Assignment:
Where in the data below does the word "authorize" appear? Copy every line that has it.

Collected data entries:

==============================

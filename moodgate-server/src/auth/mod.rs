//! Identity and authorization core.
//!
//! Everything with a security contract lives here:
//! - token issuance and rotation ([`token`])
//! - Telegram signed-login verification ([`telegram`])
//! - the policy decision point ([`authorize`])
//! - signing-secret lifecycle ([`secret`])
//!
//! The rest of the service (polls, memes, mood queries) only sees the
//! [`authorize::PolicyDecision`] the web layer injects per request.

pub mod authorize;
pub mod error;
pub mod secret;
pub mod store;
pub mod telegram;
pub mod token;
//! Moodgate server library.
//!
//! The identity front door for the moodgate service: anonymous device
//! registration, refresh-token session renewal, Telegram signed-login
//! identity binding, and the policy decision point the request router
//! consults before every protected call.

pub mod auth;
pub mod config;
pub mod db;
pub mod web;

==============================

Response area:
//! - the policy decision point ([`authorize`])
//! [`authorize::PolicyDecision`] the web layer injects per request.
pub mod authorize;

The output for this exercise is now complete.